Extracted data entries:
___

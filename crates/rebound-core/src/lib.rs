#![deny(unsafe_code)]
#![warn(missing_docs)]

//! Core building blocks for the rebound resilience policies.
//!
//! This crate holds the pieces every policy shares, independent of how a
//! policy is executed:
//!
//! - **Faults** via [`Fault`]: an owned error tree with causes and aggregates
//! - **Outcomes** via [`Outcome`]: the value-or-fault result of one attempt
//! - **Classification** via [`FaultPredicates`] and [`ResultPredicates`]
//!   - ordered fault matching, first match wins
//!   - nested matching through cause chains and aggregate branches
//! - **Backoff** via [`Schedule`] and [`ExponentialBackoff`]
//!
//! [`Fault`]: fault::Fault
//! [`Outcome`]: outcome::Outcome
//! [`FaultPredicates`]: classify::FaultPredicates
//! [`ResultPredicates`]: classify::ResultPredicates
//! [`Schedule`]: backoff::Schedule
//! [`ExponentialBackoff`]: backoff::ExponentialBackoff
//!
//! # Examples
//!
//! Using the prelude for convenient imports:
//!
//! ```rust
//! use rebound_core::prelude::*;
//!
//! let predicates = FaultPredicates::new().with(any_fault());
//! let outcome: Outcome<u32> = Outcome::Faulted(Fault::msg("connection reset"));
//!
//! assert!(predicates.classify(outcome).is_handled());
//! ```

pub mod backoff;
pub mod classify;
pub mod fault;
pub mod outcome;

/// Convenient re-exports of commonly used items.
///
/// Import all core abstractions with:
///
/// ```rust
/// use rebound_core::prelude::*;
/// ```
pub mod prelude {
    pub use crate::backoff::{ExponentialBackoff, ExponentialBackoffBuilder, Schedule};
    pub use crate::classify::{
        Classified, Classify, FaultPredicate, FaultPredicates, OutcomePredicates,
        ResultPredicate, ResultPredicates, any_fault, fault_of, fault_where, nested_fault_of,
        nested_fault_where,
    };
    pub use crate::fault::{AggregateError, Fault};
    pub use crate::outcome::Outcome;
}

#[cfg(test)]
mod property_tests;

___

### What the task asks
Each line above where the word "ExponentialBackoff" occurs should be returned in full.

### Your response
//! - **Backoff** via [`Schedule`] and [`ExponentialBackoff`]
//! [`ExponentialBackoff`]: backoff::ExponentialBackoff
    pub use crate::backoff::{ExponentialBackoff, ExponentialBackoffBuilder, Schedule};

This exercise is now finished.